### ASSIGNMENT
Repeat all of the data precisely.

### RECORDS SHOWN
[Start of Attachment]
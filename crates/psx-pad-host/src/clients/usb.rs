use postcard_rpc::{
    header::VarSeqKind,
    host_client::{HostClient, HostErr},
    standard_icd::{WireError, ERROR_PATH},
};
use psx_pad_icd::{
    AckStatus, AckStatusEndpoint, DeviceInfo, DeviceInfoGetEndpoint,
    PadStats, Settings, SettingsGetEndpoint, SettingsSetEndpoint,
    StatsGetEndpoint, StatsResetEndpoint,
};
use std::convert::Infallible;
use std::fmt;

/// USB product string the adapter enumerates with.
pub const PRODUCT: &str = "psx-pad";

pub struct UsbClient {
    pub client: HostClient<WireError>,
}

#[derive(Debug)]
pub enum UsbError<E> {
    Comms(HostErr<WireError>),
    Endpoint(E),
}

impl<E> From<HostErr<WireError>> for UsbError<E> {
    fn from(value: HostErr<WireError>) -> Self {
        Self::Comms(value)
    }
}

impl<E: fmt::Debug> fmt::Display for UsbError<E> {
    fn fmt(&self, f: &mut fmt::Formatter<'_>) -> fmt::Result {
        match self {
            Self::Comms(e) => write!(f, "communication error: {e:?}"),
            Self::Endpoint(e) => write!(f, "endpoint error: {e:?}"),
        }
    }
}

impl<E: fmt::Debug> std::error::Error for UsbError<E> {}

impl UsbClient {
    pub fn try_new() -> Result<Self, Box<dyn std::error::Error + Send + Sync>>
    {
        let client = HostClient::try_new_raw_nusb(
            |d| d.product_string() == Some(PRODUCT),
            ERROR_PATH,
            8,
            VarSeqKind::Seq2,
        )?;
        Ok(Self { client })
    }

    pub async fn wait_closed(&self) {
        self.client.wait_closed().await;
    }

    pub fn is_connected(&self) -> bool {
        !self.client.is_closed()
    }

    // Telemetry Methods
    pub async fn get_stats(&self) -> Result<PadStats, UsbError<Infallible>> {
        let stats = self.client.send_resp::<StatsGetEndpoint>(&()).await?;
        Ok(stats)
    }

    pub async fn reset_stats(&self) -> Result<(), UsbError<Infallible>> {
        self.client.send_resp::<StatsResetEndpoint>(&()).await?;
        Ok(())
    }

    pub async fn get_ack_status(
        &self,
    ) -> Result<AckStatus, UsbError<Infallible>> {
        let status = self.client.send_resp::<AckStatusEndpoint>(&()).await?;
        Ok(status)
    }

    // Settings Methods
    pub async fn get_settings(
        &self,
    ) -> Result<Settings, UsbError<Infallible>> {
        let settings =
            self.client.send_resp::<SettingsGetEndpoint>(&()).await?;
        Ok(settings)
    }

    /// Store and apply `settings`. The device answers `false` when the
    /// flash write failed.
    pub async fn set_settings(
        &self,
        settings: Settings,
    ) -> Result<(), UsbError<&'static str>> {
        let stored =
            self.client.send_resp::<SettingsSetEndpoint>(&settings).await?;
        if stored {
            Ok(())
        } else {
            Err(UsbError::Endpoint("settings could not be stored"))
        }
    }

    // Device Info Methods
    pub async fn get_device_info(
        &self,
    ) -> Result<DeviceInfo, UsbError<Infallible>> {
        let info = self.client.send_resp::<DeviceInfoGetEndpoint>(&()).await?;
        Ok(info)
    }
}
//! nRF USB Driver Peripheral
use embassy_nrf::interrupt::{self, InterruptExt};
use embassy_nrf::peripherals;
use embassy_nrf::usb::vbus_detect::HardwareVbusDetect;
use embassy_nrf::usb::Driver;
use embassy_nrf::Peri;
use embassy_nrf::{bind_interrupts, usb};

use crate::priority::USB_PRIORITY;

/// USB Driver Builder.
pub struct UsbDriverBuilder {
    /// USB peripheral
    usbd: Peri<'static, peripherals::USBD>,
}

bind_interrupts!(pub struct UsbIrqs {
    USBD => usb::InterruptHandler<peripherals::USBD>;
    CLOCK_POWER => usb::vbus_detect::InterruptHandler;
});

impl UsbDriverBuilder {
    /// Create a new instance of the USB driver builder
    pub(crate) fn new(usbd: Peri<'static, peripherals::USBD>) -> Self {
        Self { usbd }
    }

    /// Build the driver. Both USB interrupts are moved below the
    /// transaction mask first; they would otherwise stay at the reset
    /// priority, above everything.
    pub fn init<'a>(self) -> Driver<'a, HardwareVbusDetect> {
        interrupt::USBD.set_priority(USB_PRIORITY);
        interrupt::CLOCK_POWER.set_priority(USB_PRIORITY);
        Driver::new(self.usbd, UsbIrqs, HardwareVbusDetect::new(UsbIrqs))
    }
}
[End of Attachment]
### EXPECTED OUTPUT
filename crates/psx-pad-host/src/clients/usb.rs
use postcard_rpc::{
    header::VarSeqKind,
    host_client::{HostClient, HostErr},
    standard_icd::{WireError, ERROR_PATH},
};
use psx_pad_icd::{
    AckStatus, AckStatusEndpoint, DeviceInfo, DeviceInfoGetEndpoint,
    PadStats, Settings, SettingsGetEndpoint, SettingsSetEndpoint,
    StatsGetEndpoint, StatsResetEndpoint,
};
use std::convert::Infallible;
use std::fmt;

/// USB product string the adapter enumerates with.
pub const PRODUCT: &str = "psx-pad";

pub struct UsbClient {
    pub client: HostClient<WireError>,
}

#[derive(Debug)]
pub enum UsbError<E> {
    Comms(HostErr<WireError>),
    Endpoint(E),
}

impl<E> From<HostErr<WireError>> for UsbError<E> {
    fn from(value: HostErr<WireError>) -> Self {
        Self::Comms(value)
    }
}

impl<E: fmt::Debug> fmt::Display for UsbError<E> {
    fn fmt(&self, f: &mut fmt::Formatter<'_>) -> fmt::Result {
        match self {
            Self::Comms(e) => write!(f, "communication error: {e:?}"),
            Self::Endpoint(e) => write!(f, "endpoint error: {e:?}"),
        }
    }
}

impl<E: fmt::Debug> std::error::Error for UsbError<E> {}

impl UsbClient {
    pub fn try_new() -> Result<Self, Box<dyn std::error::Error + Send + Sync>>
    {
        let client = HostClient::try_new_raw_nusb(
            |d| d.product_string() == Some(PRODUCT),
            ERROR_PATH,
            8,
            VarSeqKind::Seq2,
        )?;
        Ok(Self { client })
    }

    pub async fn wait_closed(&self) {
        self.client.wait_closed().await;
    }

    pub fn is_connected(&self) -> bool {
        !self.client.is_closed()
    }

    // Telemetry Methods
    pub async fn get_stats(&self) -> Result<PadStats, UsbError<Infallible>> {
        let stats = self.client.send_resp::<StatsGetEndpoint>(&()).await?;
        Ok(stats)
    }

    pub async fn reset_stats(&self) -> Result<(), UsbError<Infallible>> {
        self.client.send_resp::<StatsResetEndpoint>(&()).await?;
        Ok(())
    }

    pub async fn get_ack_status(
        &self,
    ) -> Result<AckStatus, UsbError<Infallible>> {
        let status = self.client.send_resp::<AckStatusEndpoint>(&()).await?;
        Ok(status)
    }

    // Settings Methods
    pub async fn get_settings(
        &self,
    ) -> Result<Settings, UsbError<Infallible>> {
        let settings =
            self.client.send_resp::<SettingsGetEndpoint>(&()).await?;
        Ok(settings)
    }

    /// Store and apply `settings`. The device answers `false` when the
    /// flash write failed.
    pub async fn set_settings(
        &self,
        settings: Settings,
    ) -> Result<(), UsbError<&'static str>> {
        let stored =
            self.client.send_resp::<SettingsSetEndpoint>(&settings).await?;
        if stored {
            Ok(())
        } else {
            Err(UsbError::Endpoint("settings could not be stored"))
        }
    }

    // Device Info Methods
    pub async fn get_device_info(
        &self,
    ) -> Result<DeviceInfo, UsbError<Infallible>> {
        let info = self.client.send_resp::<DeviceInfoGetEndpoint>(&()).await?;
        Ok(info)
    }
}
//! nRF USB Driver Peripheral
use embassy_nrf::interrupt::{self, InterruptExt};
use embassy_nrf::peripherals;
use embassy_nrf::usb::vbus_detect::HardwareVbusDetect;
use embassy_nrf::usb::Driver;
use embassy_nrf::Peri;
use embassy_nrf::{bind_interrupts, usb};

use crate::priority::USB_PRIORITY;

/// USB Driver Builder.
pub struct UsbDriverBuilder {
    /// USB peripheral
    usbd: Peri<'static, peripherals::USBD>,
}

bind_interrupts!(pub struct UsbIrqs {
    USBD => usb::InterruptHandler<peripherals::USBD>;
    CLOCK_POWER => usb::vbus_detect::InterruptHandler;
});

impl UsbDriverBuilder {
    /// Create a new instance of the USB driver builder
    pub(crate) fn new(usbd: Peri<'static, peripherals::USBD>) -> Self {
        Self { usbd }
    }

    /// Build the driver. Both USB interrupts are moved below the
    /// transaction mask first; they would otherwise stay at the reset
    /// priority, above everything.
    pub fn init<'a>(self) -> Driver<'a, HardwareVbusDetect> {
        interrupt::USBD.set_priority(USB_PRIORITY);
        interrupt::CLOCK_POWER.set_priority(USB_PRIORITY);
        Driver::new(self.usbd, UsbIrqs, HardwareVbusDetect::new(UsbIrqs))
    }
}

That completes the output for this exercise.